Promotional imageof the Unite! Seed Fund call for Teachers
Promotional imageof the Unite! Seed Fund call for Teachers
3rd Call for Unite! Seed Fund for Teaching & Learning’ launched!
Promotional imageof the Unite! Seed Fund call for Teachers
Based on the enthusiastic response and significant number of applications received in the last call, Unite! is launching a special call for proposals for Unite! Seed Fund measure in ‘Teaching and Learning in Unite! Focus Areas’. The call is open from 15 June until 31 August 2024.

This special call is envisioned for setting up joint and collaborative teaching formats in Unite! Focus Areas, particularly exchange modules for the Master level. The Unite! university alliance invites teaching staff, teaching, and learning units to send proposals of collaborative projects, involving as many Unite! universities as possible. The current application call is open from 15 June until 31 August 2024.

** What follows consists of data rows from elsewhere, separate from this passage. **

//! Clients for the upstream services the gateway fronts:
//! - `citadel`: secret custody and blind signing
//! - `conductor`: cross-chain trade execution
//! - `payments`: subscription payment addresses and confirmation
//!
//! Every call goes through [`ServiceEndpoint`], which turns transport failures
//! and non-2xx statuses into typed [`GatewayError`]s.

pub mod citadel;
pub mod conductor;
pub mod payments;

use std::time::Duration;

use anyhow::{Context, Result};
use reqwest::{Client, RequestBuilder};
use serde::de::DeserializeOwned;
use serde::{Deserialize, Serialize};
use tracing::{debug, warn};

use crate::error::{GatewayError, GatewayResult};

/// Shared HTTP client for all upstream calls
pub fn build_http_client(timeout: Duration) -> Result<Client> {
    Client::builder()
        .timeout(timeout)
        .build()
        .context("Failed to create HTTP client for upstream services")
}

/// Health of one upstream as seen from the gateway
#[derive(Debug, Clone, Serialize, Deserialize)]
pub struct ServiceHealth {
    pub service: String,
    pub healthy: bool,
    /// Body of the service's own health endpoint
    #[serde(skip_serializing_if = "Option::is_none")]
    pub details: Option<serde_json::Value>,
    #[serde(skip_serializing_if = "Option::is_none")]
    pub error: Option<String>,
}

/// Base URL plus name of one upstream service
#[derive(Debug, Clone)]
pub struct ServiceEndpoint {
    name: &'static str,
    base_url: String,
    client: Client,
}

impl ServiceEndpoint {
    pub fn new(name: &'static str, base_url: &str, client: Client) -> Self {
        Self {
            name,
            base_url: base_url.trim_end_matches('/').to_string(),
            client,
        }
    }

    fn url(&self, path: &str) -> String {
        format!("{}{}", self.base_url, path)
    }

    pub async fn post_json<B, R>(&self, path: &str, body: &B) -> GatewayResult<R>
    where
        B: Serialize + ?Sized,
        R: DeserializeOwned,
    {
        let url = self.url(path);
        debug!("POST {} ({})", url, self.name);
        self.send(self.client.post(&url).json(body)).await
    }

    pub async fn get_json<R: DeserializeOwned>(&self, path: &str) -> GatewayResult<R> {
        let url = self.url(path);
        debug!("GET {} ({})", url, self.name);
        self.send(self.client.get(&url)).await
    }

    async fn send<R: DeserializeOwned>(&self, request: RequestBuilder) -> GatewayResult<R> {
        let response = request
            .send()
            .await
            .map_err(|e| self.transport_error(e))?;

        let status = response.status();
        if !status.is_success() {
            let body = response.text().await.unwrap_or_default();
            warn!("{} returned {} - {}", self.name, status, body);
            return Err(if status.is_client_error() {
                GatewayError::UpstreamRejected {
                    service: self.name,
                    status: status.as_u16(),
                    body,
                }
            } else {
                GatewayError::UpstreamFailure {
                    service: self.name,
                    status: status.as_u16(),
                    body,
                }
            });
        }

        response.json::<R>().await.map_err(|e| {
            warn!("Failed to parse {} response: {:?}", self.name, e);
            GatewayError::UpstreamDecode {
                service: self.name,
                reason: e.to_string(),
            }
        })
    }

    fn transport_error(&self, e: reqwest::Error) -> GatewayError {
        if e.is_timeout() {
            warn!("{} request timed out", self.name);
            GatewayError::UpstreamTimeout { service: self.name }
        } else {
            warn!("{} request failed: {}", self.name, e);
            GatewayError::UpstreamUnavailable {
                service: self.name,
                reason: e.to_string(),
            }
        }
    }

    /// Probe `GET /health`. Never fails; an unreachable service is reported unhealthy.
    pub async fn health(&self) -> ServiceHealth {
        match self.get_json::<serde_json::Value>("/health").await {
            Ok(details) => ServiceHealth {
                service: self.name.to_string(),
                healthy: true,
                details: Some(details),
                error: None,
            },
            Err(e) => ServiceHealth {
                service: self.name.to_string(),
                healthy: false,
                details: None,
                error: Some(e.to_string()),
            },
        }
    }
}

#[cfg(test)]
pub(crate) mod test_support {
    use tokio::net::TcpListener;

    /// Base URL of a server that accepts connections and never answers
    pub async fn silent_upstream() -> String {
        let listener = TcpListener::bind("127.0.0.1:0").await.unwrap();
        let addr = listener.local_addr().unwrap();
        tokio::spawn(async move {
            let mut held = Vec::new();
            while let Ok((socket, _)) = listener.accept().await {
                held.push(socket);
            }
        });
        format!("http://{}", addr)
    }
}

#[cfg(test)]
mod tests {
    use super::*;

    fn endpoint(url: &str) -> ServiceEndpoint {
        let client = build_http_client(Duration::from_secs(2)).unwrap();
        ServiceEndpoint::new("test-service", url, client)
    }

    #[tokio::test]
    async fn test_client_error_maps_to_rejected() {
        let mut server = mockito::Server::new_async().await;
        let mock = server
            .mock("GET", "/thing")
            .with_status(404)
            .with_body(r#"{"detail": "missing"}"#)
            .create_async()
            .await;

        let result: GatewayResult<serde_json::Value> =
            endpoint(&server.url()).get_json("/thing").await;
        mock.assert_async().await;

        match result {
            Err(GatewayError::UpstreamRejected { status, body, .. }) => {
                assert_eq!(status, 404);
                assert!(body.contains("missing"));
            }
            other => panic!("unexpected result: {:?}", other),
        }
    }

    #[tokio::test]
    async fn test_server_error_maps_to_failure() {
        let mut server = mockito::Server::new_async().await;
        server
            .mock("POST", "/thing")
            .with_status(503)
            .create_async()
            .await;

        let result: GatewayResult<serde_json::Value> = endpoint(&server.url())
            .post_json("/thing", &serde_json::json!({}))
            .await;
        assert!(matches!(
            result,
            Err(GatewayError::UpstreamFailure { status: 503, .. })
        ));
    }

    #[tokio::test]
    async fn test_bad_body_maps_to_decode_error() {
        let mut server = mockito::Server::new_async().await;
        server
            .mock("GET", "/thing")
            .with_status(200)
            .with_body("not json")
            .create_async()
            .await;

        let result: GatewayResult<serde_json::Value> =
            endpoint(&server.url()).get_json("/thing").await;
        assert!(matches!(result, Err(GatewayError::UpstreamDecode { .. })));
    }

    #[tokio::test]
    async fn test_slow_service_maps_to_timeout() {
        let url = test_support::silent_upstream().await;
        let client = build_http_client(Duration::from_millis(200)).unwrap();
        let endpoint = ServiceEndpoint::new("slow-service", &url, client);

        let result: GatewayResult<serde_json::Value> = endpoint
            .post_json("/thing", &serde_json::json!({"k": "v"}))
            .await;
        match result {
            Err(GatewayError::UpstreamTimeout { service }) => assert_eq!(service, "slow-service"),
            other => panic!("unexpected result: {:?}", other),
        }

        let health = endpoint.health().await;
        assert!(!health.healthy);
    }

    #[tokio::test]
    async fn test_unreachable_service_is_unavailable() {
        // Port 9 (discard) on localhost is expected to refuse connections
        let result: GatewayResult<serde_json::Value> =
            endpoint("http://127.0.0.1:9").get_json("/thing").await;
        let err = result.unwrap_err();
        assert!(err.is_upstream());

        let health = endpoint("http://127.0.0.1:9").health().await;
        assert!(!health.healthy);
        assert!(health.error.is_some());
    }

    #[tokio::test]
    async fn test_health_reports_service_body() {
        let mut server = mockito::Server::new_async().await;
        server
            .mock("GET", "/health")
            .with_status(200)
            .with_header("content-type", "application/json")
            .with_body(r#"{"status": "healthy"}"#)
            .create_async()
            .await;

        let health = endpoint(&format!("{}/", server.url())).health().await;
        assert!(health.healthy);
        assert_eq!(health.details.unwrap()["status"], "healthy");
    }
}
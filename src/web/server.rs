//! Axum web server setup and configuration

use std::net::SocketAddr;
use std::sync::Arc;

use anyhow::{Context, Result};
use axum::http::HeaderValue;
use axum::Router;
use tower_http::cors::{AllowOrigin, Any, CorsLayer};
use tower_http::trace::TraceLayer;
use tracing::{info, warn};

use super::routes::create_routes;
use super::AppState;
use crate::config::Config;

/// Start the Axum web server
pub async fn start_server(state: AppState, config: Arc<Config>) -> Result<()> {
    let app = create_app(state);

    // Determine bind address
    let host = config.api_host.as_deref().unwrap_or("0.0.0.0");
    let port = config.api_port.unwrap_or(3000);
    let addr: SocketAddr = format!("{}:{}", host, port)
        .parse()
        .context("Invalid API_HOST or API_PORT")?;

    info!("Starting API server on http://{}", addr);

    let listener = tokio::net::TcpListener::bind(addr)
        .await
        .context("Failed to bind to address")?;

    axum::serve(listener, app)
        .with_graceful_shutdown(shutdown_signal())
        .await
        .context("Server error")?;

    info!("API server stopped");
    Ok(())
}

/// Create the Axum router without starting the server (useful for testing)
pub fn create_app(state: AppState) -> Router {
    let cors = cors_layer(&state.config.cors_origins);

    create_routes(state)
        .layer(cors)
        .layer(TraceLayer::new_for_http())
}

fn cors_layer(origins: &[String]) -> CorsLayer {
    let layer = CorsLayer::new().allow_methods(Any).allow_headers(Any);
    if origins.is_empty() {
        return layer.allow_origin(Any);
    }

    let parsed: Vec<HeaderValue> = origins
        .iter()
        .filter_map(|origin| match origin.parse() {
            Ok(value) => Some(value),
            Err(_) => {
                warn!("Ignoring invalid CORS origin: {}", origin);
                None
            }
        })
        .collect();
    layer.allow_origin(AllowOrigin::list(parsed))
}

async fn shutdown_signal() {
    if let Err(e) = tokio::signal::ctrl_c().await {
        warn!("Failed to listen for shutdown signal: {}", e);
        // Keep serving until the process is killed
        std::future::pending::<()>().await;
    }
    info!("Shutdown signal received");
}
pub mod copy_trade;
pub mod trader;

// Re-export commonly used types
pub use copy_trade::{CopyTrade, CopyTradeSettings, CopyTradeStatus};
pub use trader::{Chain, Trade, TradeSide, Trader, VerificationType};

The call aims to fund innovation and collaboration in Teaching and Learning in Unite! in the following focus areas:

  • Sustainable Cities and Water (incl. Resilient Cities and Climate Change)
  • Engineering Biology (incl. Biotechnology)
  • Space
  • Cybersecurity
  • Artificial Intelligence
  • Industry 4.0
  • Energy
  • Entrepreneurship

The funding is open to subjects and topics related to the focus areas mentioned above and is aimed at in-person, hybrid, and/or purely digital formats.

The objective of this call is to foster the creation of exchange modules within Unite!, i.e. academic programmes that allow students to study at another Unite! university – or at several other Unite! universities – for a certain period, thereby enhancing sustainable student mobility.

This call of the seed fund intends to support the creation of exchange modules – either entirely new or based on preexisting courses – amongst Unite! members, limited to the Unite! focus areas only. These can address, e.g., innovative teaching and learning formats (e.g. COIL, VECP, etc.) intercultural or international learning environments or co-creation of course modules through teaching collaboration, etc.